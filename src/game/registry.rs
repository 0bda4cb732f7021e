use super::bot;
use super::broadcast::{BroadcastSink, RoomEvent};
use super::constants::{COMPANION_ID, COMPANION_NAME, CREATOR_START, MAX_CHAT_MESSAGE_LENGTH};
use super::errors::RoomError;
use super::room::{Room, RoomState};
use super::types::{ChatMessage, Direction, Position, RoomId, User, UserId};
use super::user_index::UserIndex;
use crate::app::config::EngineConfig;
use crate::app::room_name::derive_room_id;
use crate::shared::names::sanitize_display_name;
use dashmap::mapref::entry::Entry;
use dashmap::DashMap;
use rand::Rng;
use serde::Serialize;
use std::sync::Arc;

/// Owns every live room. Shared by handle (`Arc<RoomRegistry>`).
pub struct RoomRegistry {
    rooms: DashMap<RoomId, Arc<Room>>,
    sink: Arc<dyn BroadcastSink>,
    config: EngineConfig,
}

#[derive(Debug, Clone, Serialize)]
#[serde(rename_all = "camelCase")]
pub struct CreatedRoom {
    pub room_id: RoomId,
    pub users: Vec<User>,
}

#[derive(Debug, Clone, Copy, PartialEq, Eq, Serialize)]
#[serde(rename_all = "camelCase")]
pub struct LeaveOutcome {
    pub remaining: usize,
    pub room_deleted: bool,
}

#[derive(Debug, Clone, Copy, PartialEq, Eq, Serialize)]
pub struct RegistryStats {
    pub rooms: usize,
    pub users: usize,
}

impl RoomRegistry {
    pub fn new(config: EngineConfig, sink: Arc<dyn BroadcastSink>) -> Arc<Self> {
        Arc::new(Self {
            rooms: DashMap::new(),
            sink,
            config,
        })
    }

    pub fn config(&self) -> &EngineConfig {
        &self.config
    }

    pub(crate) fn sink(&self) -> &dyn BroadcastSink {
        self.sink.as_ref()
    }

    pub fn get(&self, room_id: &RoomId) -> Result<Arc<Room>, RoomError> {
        self.rooms
            .get(room_id)
            .map(|entry| Arc::clone(entry.value()))
            .ok_or_else(|| RoomError::RoomNotFound(room_id.clone()))
    }

    /// Applies `apply` to the room state under the room lock.
    pub async fn update<R>(
        &self,
        room_id: &RoomId,
        apply: impl FnOnce(&mut RoomState) -> Result<R, RoomError>,
    ) -> Result<R, RoomError> {
        let room = self.get(room_id)?;
        let mut state = room.lock_open().await?;
        apply(&mut state)
    }

    pub async fn is_full(&self, room_id: &RoomId) -> Result<bool, RoomError> {
        self.update(room_id, |state| Ok(state.users.is_full())).await
    }

    pub fn room_count(&self) -> usize {
        self.rooms.len()
    }

    pub async fn stats(&self) -> RegistryStats {
        let rooms: Vec<Arc<Room>> = self
            .rooms
            .iter()
            .map(|entry| Arc::clone(entry.value()))
            .collect();
        let mut users = 0;
        for room in &rooms {
            users += room.lock().await.users.len();
        }
        RegistryStats {
            rooms: rooms.len(),
            users,
        }
    }

    /// Registers a new room seeded with its creator and companion, then starts
    /// the companion task.
    pub fn create(
        self: &Arc<Self>,
        name: &str,
        creator_id: UserId,
        creator_name: &str,
    ) -> Result<Arc<Room>, RoomError> {
        self.create_with_nonces(name, creator_id, creator_name, || rand::thread_rng().gen())
    }

    pub(crate) fn create_with_nonces(
        self: &Arc<Self>,
        name: &str,
        creator_id: UserId,
        creator_name: &str,
        mut next_nonce: impl FnMut() -> u64,
    ) -> Result<Arc<Room>, RoomError> {
        if creator_id.as_str() == COMPANION_ID {
            return Err(RoomError::UserAlreadyInRoom(creator_id));
        }
        let attempts = self.config.max_room_id_attempts;
        for attempt in 1..=attempts {
            let room_id = derive_room_id(name, next_nonce());
            let room = match self.rooms.entry(room_id.clone()) {
                Entry::Occupied(_) => {
                    tracing::debug!(%room_id, attempt, "room id collision");
                    continue;
                }
                Entry::Vacant(entry) => {
                    let users = self.seed_users(&room_id, creator_id.clone(), creator_name)?;
                    let room = Arc::new(Room::new(room_id.clone(), users));
                    entry.insert(Arc::clone(&room));
                    room
                }
            };
            let handle = bot::spawn_companion(Arc::downgrade(self), Arc::clone(&room));
            room.attach_bot(handle);
            tracing::info!(%room_id, creator = %creator_id, "room created");
            return Ok(room);
        }
        tracing::warn!(room_name = name, attempts, "room id generation exhausted");
        Err(RoomError::RoomIdGenerationExhausted { attempts })
    }

    fn seed_users(
        &self,
        room_id: &RoomId,
        creator_id: UserId,
        creator_name: &str,
    ) -> Result<UserIndex, RoomError> {
        let mut users = UserIndex::new(room_id.clone(), self.config.room_limit);
        let (row, col) = CREATOR_START;
        users.join(User {
            user_id: creator_id,
            display_name: sanitize_display_name(creator_name, "Player"),
            room_id: room_id.clone(),
            position: Position::new(row, col),
            direction: Direction::default(),
        })?;
        let companion_cell = users
            .random_free_cell(self.config.grid_size, &mut rand::thread_rng())
            .ok_or(RoomError::NoFreeCell)?;
        users.join(User {
            user_id: UserId::new(COMPANION_ID),
            display_name: COMPANION_NAME.to_string(),
            room_id: room_id.clone(),
            position: companion_cell,
            direction: Direction::default(),
        })?;
        Ok(users)
    }

    /// Removes the room and raises its stop signal. Only the first call for a
    /// room has any effect.
    pub async fn delete(&self, room_id: &RoomId) -> Result<(), RoomError> {
        let room = self.get(room_id)?;
        let mut state = room.lock().await;
        self.retire(&room, &mut state);
        Ok(())
    }

    /// Must be called with the room lock held.
    pub(crate) fn retire(&self, room: &Arc<Room>, state: &mut RoomState) {
        if state.closed {
            return;
        }
        state.closed = true;
        state.moving.clear();
        self.rooms
            .remove_if(room.id(), |_, current| Arc::ptr_eq(current, room));
        room.raise_stop();
        self.sink.publish(room.id(), RoomEvent::Closed);
        self.sink.close(room.id());
        tracing::info!(room_id = %room.id(), "room deleted");
    }

    /// Deletes every room and waits for the companion tasks to finish.
    pub async fn shutdown(&self) {
        let rooms: Vec<Arc<Room>> = self
            .rooms
            .iter()
            .map(|entry| Arc::clone(entry.value()))
            .collect();
        for room in rooms {
            {
                let mut state = room.lock().await;
                self.retire(&room, &mut state);
            }
            if let Some(handle) = room.take_bot() {
                if let Err(error) = handle.await {
                    tracing::warn!(?error, room_id = %room.id(), "companion task failed");
                }
            }
        }
    }

    pub async fn create_room(
        self: &Arc<Self>,
        creator_id: UserId,
        creator_name: &str,
        room_name: &str,
    ) -> Result<CreatedRoom, RoomError> {
        let room = self.create(room_name, creator_id, creator_name)?;
        let state = room.lock_open().await?;
        let users = state.users.users().to_vec();
        self.sink
            .publish(room.id(), RoomEvent::Scene(state.scene(room.id())));
        Ok(CreatedRoom {
            room_id: room.id().clone(),
            users,
        })
    }

    pub async fn join_room(
        &self,
        user_id: UserId,
        room_id: &RoomId,
        display_name: &str,
    ) -> Result<Vec<User>, RoomError> {
        let room = self.get(room_id)?;
        let mut state = room.lock_open().await?;
        if state.users.is_full() {
            tracing::debug!(%room_id, %user_id, "join rejected, room full");
            return Err(RoomError::RoomFull(room_id.clone()));
        }
        if state.users.lookup(&user_id).is_some() {
            return Err(RoomError::UserAlreadyInRoom(user_id));
        }
        let position = state
            .users
            .random_free_cell(self.config.grid_size, &mut rand::thread_rng())
            .ok_or(RoomError::NoFreeCell)?;
        state.users.join(User {
            user_id: user_id.clone(),
            display_name: sanitize_display_name(display_name, "Player"),
            room_id: room_id.clone(),
            position,
            direction: Direction::default(),
        })?;
        tracing::info!(%room_id, %user_id, %position, users = state.users.len(), "user joined");

        self.sink
            .publish(room_id, RoomEvent::Scene(state.scene(room_id)));
        Ok(state.users.users().to_vec())
    }

    /// Removes a user. When no human is left the companion goes too and the
    /// room is deleted.
    pub async fn leave_room(
        &self,
        user_id: &UserId,
        room_id: &RoomId,
    ) -> Result<LeaveOutcome, RoomError> {
        let room = self.get(room_id)?;
        let mut state = room.lock_open().await?;
        if user_id.as_str() == COMPANION_ID {
            return Err(RoomError::UserNotFound {
                room_id: room_id.clone(),
                user_id: user_id.clone(),
            });
        }
        let removal = match state.users.remove(user_id) {
            Ok(removal) => removal,
            Err(error) => {
                tracing::debug!(%room_id, %user_id, "leave ignored, user not in room");
                return Err(error);
            }
        };
        state.moving.remove(user_id);
        tracing::info!(%room_id, %user_id, remaining = removal.remaining, "user left");

        let mut remaining = removal.remaining;
        if state.human_count() == 0 {
            let companion = UserId::new(COMPANION_ID);
            if let Ok(removal) = state.users.remove(&companion) {
                remaining = removal.remaining;
            }
        }

        if remaining == 0 {
            self.retire(&room, &mut state);
            return Ok(LeaveOutcome {
                remaining,
                room_deleted: true,
            });
        }

        self.sink
            .publish(room_id, RoomEvent::Scene(state.scene(room_id)));
        Ok(LeaveOutcome {
            remaining,
            room_deleted: false,
        })
    }

    pub async fn send_message(
        &self,
        room_id: &RoomId,
        user_id: &UserId,
        text: &str,
    ) -> Result<ChatMessage, RoomError> {
        let msg = text.split_whitespace().collect::<Vec<_>>().join(" ");
        if msg.is_empty() {
            return Err(RoomError::InvalidMessage("message is empty"));
        }
        if msg.chars().count() > MAX_CHAT_MESSAGE_LENGTH {
            return Err(RoomError::InvalidMessage("message is too long"));
        }

        let room = self.get(room_id)?;
        let state = room.lock_open().await?;
        let Some(sender) = state.users.get(user_id) else {
            return Err(RoomError::UserNotFound {
                room_id: room_id.clone(),
                user_id: user_id.clone(),
            });
        };
        let message = ChatMessage {
            room_id: room_id.clone(),
            from: user_id.clone(),
            display_name: sender.display_name.clone(),
            msg,
        };
        self.sink
            .publish(room_id, RoomEvent::Chat(message.clone()));
        Ok(message)
    }
}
========================================================================
= Problem =
Go through the data and copy every line that includes "ChatMessage".

= Result for this task =
use super::types::{ChatMessage, Direction, Position, RoomId, User, UserId};
    ) -> Result<ChatMessage, RoomError> {
        let message = ChatMessage {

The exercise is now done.